There is material below. Print exactly the lines starting at the line with "due.push(self.heap.pop().unwrap());" and ending at the line with "let delivered = quantize_delay(0.0, 0.23, 0.1);", ends included, and no others.

►

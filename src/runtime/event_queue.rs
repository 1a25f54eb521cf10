//! Priority queue of pending discrete events (spike deliveries, delayed
//! connection effects), ordered by fire time.
//!
//! The queue itself never blocks or panics on overflow: it reports
//! [`QueueFull`](EventQueueError::QueueFull) and lets the caller decide.

use std::cmp::Ordering;
use std::collections::BinaryHeap;

/// One pending event: fire at `time`, targeting `target` (an opaque
/// instance/part index pair the simulator interprets).
#[derive(Debug, Clone, PartialEq)]
pub struct Event {
    pub time: f64,
    pub part: usize,
    pub instance: usize,
    pub payload: EventPayload,
}

#[derive(Debug, Clone, PartialEq)]
pub enum EventPayload {
    /// A population's own recurring tick: integrate, update, finalize,
    /// then re-enqueue at `t + dt`.
    Step,
    Spike,
    Delayed { original_time: f64 },
}

impl Eq for Event {}

impl Ord for Event {
    fn cmp(&self, other: &Self) -> Ordering {
        // BinaryHeap is a max-heap; reverse so the earliest time sorts first.
        other.time.partial_cmp(&self.time).unwrap_or(Ordering::Equal)
    }
}

impl PartialOrd for Event {
    fn partial_cmp(&self, other: &Self) -> Option<Ordering> {
        Some(self.cmp(other))
    }
}

/// Delay quantization: a spike firing at
/// `t` with delay `delay` is scheduled for `t + delay`, snapped to the
/// nearest multiple of `dt` when that delay is within `1e-3` of landing
/// exactly on the step grid, and delivered off-grid otherwise.
pub fn quantize_delay(t: f64, delay: f64, dt: f64) -> f64 {
    let target = t + delay;
    if dt <= 0.0 {
        return target;
    }
    let steps = delay / dt;
    if (steps - steps.round()).abs() < 1e-3 {
        (target / dt).round() * dt
    } else {
        target
    }
}

#[derive(Debug, Clone, thiserror::Error)]
pub enum EventQueueError {
    #[error("event queue capacity {capacity} exceeded")]
    QueueFull { capacity: usize },
}

/// Binary-heap-backed event queue with a soft capacity bound
/// (`simulation.event_queue_capacity`).
#[derive(Debug)]
pub struct EventQueue {
    heap: BinaryHeap<Event>,
    capacity: usize,
}

impl EventQueue {
    pub fn with_capacity(capacity: usize) -> Self {
        EventQueue { heap: BinaryHeap::with_capacity(capacity), capacity }
    }

    pub fn push(&mut self, event: Event) -> Result<(), EventQueueError> {
        if self.heap.len() >= self.capacity {
            return Err(EventQueueError::QueueFull { capacity: self.capacity });
        }
        self.heap.push(event);
        Ok(())
    }

    /// Pop every event whose `time` is `<= horizon`, in ascending time
    /// order.
    pub fn drain_due(&mut self, horizon: f64) -> Vec<Event> {
        let mut due = Vec::new();
        while let Some(top) = self.heap.peek() {
            if top.time > horizon {
                break;
            }
            due.push(self.heap.pop().unwrap());
        }
        due
    }

    pub fn len(&self) -> usize {
        self.heap.len()
    }

    pub fn is_empty(&self) -> bool {
        self.heap.is_empty()
    }

    pub fn peek_time(&self) -> Option<f64> {
        self.heap.peek().map(|e| e.time)
    }
}

#[cfg(test)]
mod tests {
    use super::*;

    fn spike(time: f64) -> Event {
        Event { time, part: 0, instance: 0, payload: EventPayload::Spike }
    }

    #[test]
    fn drain_due_returns_events_in_ascending_time_order() {
        let mut queue = EventQueue::with_capacity(8);
        queue.push(spike(3.0)).unwrap();
        queue.push(spike(1.0)).unwrap();
        queue.push(spike(2.0)).unwrap();

        let due = queue.drain_due(2.5);
        let times: Vec<f64> = due.iter().map(|e| e.time).collect();
        assert_eq!(times, vec![1.0, 2.0]);
        assert_eq!(queue.len(), 1);
    }

    #[test]
    fn push_past_capacity_is_an_error() {
        let mut queue = EventQueue::with_capacity(1);
        queue.push(spike(1.0)).unwrap();
        assert!(matches!(queue.push(spike(2.0)), Err(EventQueueError::QueueFull { .. })));
    }

    #[test]
    fn peek_time_reports_the_earliest_pending_event() {
        let mut queue = EventQueue::with_capacity(4);
        queue.push(spike(5.0)).unwrap();
        queue.push(spike(1.0)).unwrap();
        assert_eq!(queue.peek_time(), Some(1.0));
    }

    /// Scenario 5: source fires at `t=0.13`, `delay=0.20`,
    /// `dt=0.1` -> delivered at exactly `t=0.30`.
    #[test]
    fn quantize_delay_snaps_onto_the_step_grid() {
        let delivered = quantize_delay(0.13, 0.20, 0.1);
        assert!((delivered - 0.30).abs() < 1e-9, "delivered={delivered}");
    }

    #[test]
    fn quantize_delay_leaves_an_off_grid_delay_untouched() {
        let delivered = quantize_delay(0.0, 0.23, 0.1);
        assert!((delivered - 0.23).abs() < 1e-9, "delivered={delivered}");
    }
}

◄

◆ RESULT OF THIS EXERCISE ◆
            due.push(self.heap.pop().unwrap());
        }
        due
    }

    pub fn len(&self) -> usize {
        self.heap.len()
    }

    pub fn is_empty(&self) -> bool {
        self.heap.is_empty()
    }

    pub fn peek_time(&self) -> Option<f64> {
        self.heap.peek().map(|e| e.time)
    }
}

#[cfg(test)]
mod tests {
    use super::*;

    fn spike(time: f64) -> Event {
        Event { time, part: 0, instance: 0, payload: EventPayload::Spike }
    }

    #[test]
    fn drain_due_returns_events_in_ascending_time_order() {
        let mut queue = EventQueue::with_capacity(8);
        queue.push(spike(3.0)).unwrap();
        queue.push(spike(1.0)).unwrap();
        queue.push(spike(2.0)).unwrap();

        let due = queue.drain_due(2.5);
        let times: Vec<f64> = due.iter().map(|e| e.time).collect();
        assert_eq!(times, vec![1.0, 2.0]);
        assert_eq!(queue.len(), 1);
    }

    #[test]
    fn push_past_capacity_is_an_error() {
        let mut queue = EventQueue::with_capacity(1);
        queue.push(spike(1.0)).unwrap();
        assert!(matches!(queue.push(spike(2.0)), Err(EventQueueError::QueueFull { .. })));
    }

    #[test]
    fn peek_time_reports_the_earliest_pending_event() {
        let mut queue = EventQueue::with_capacity(4);
        queue.push(spike(5.0)).unwrap();
        queue.push(spike(1.0)).unwrap();
        assert_eq!(queue.peek_time(), Some(1.0));
    }

    /// Scenario 5: source fires at `t=0.13`, `delay=0.20`,
    /// `dt=0.1` -> delivered at exactly `t=0.30`.
    #[test]
    fn quantize_delay_snaps_onto_the_step_grid() {
        let delivered = quantize_delay(0.13, 0.20, 0.1);
        assert!((delivered - 0.30).abs() < 1e-9, "delivered={delivered}");
    }

    #[test]
    fn quantize_delay_leaves_an_off_grid_delay_untouched() {
        let delivered = quantize_delay(0.0, 0.23, 0.1);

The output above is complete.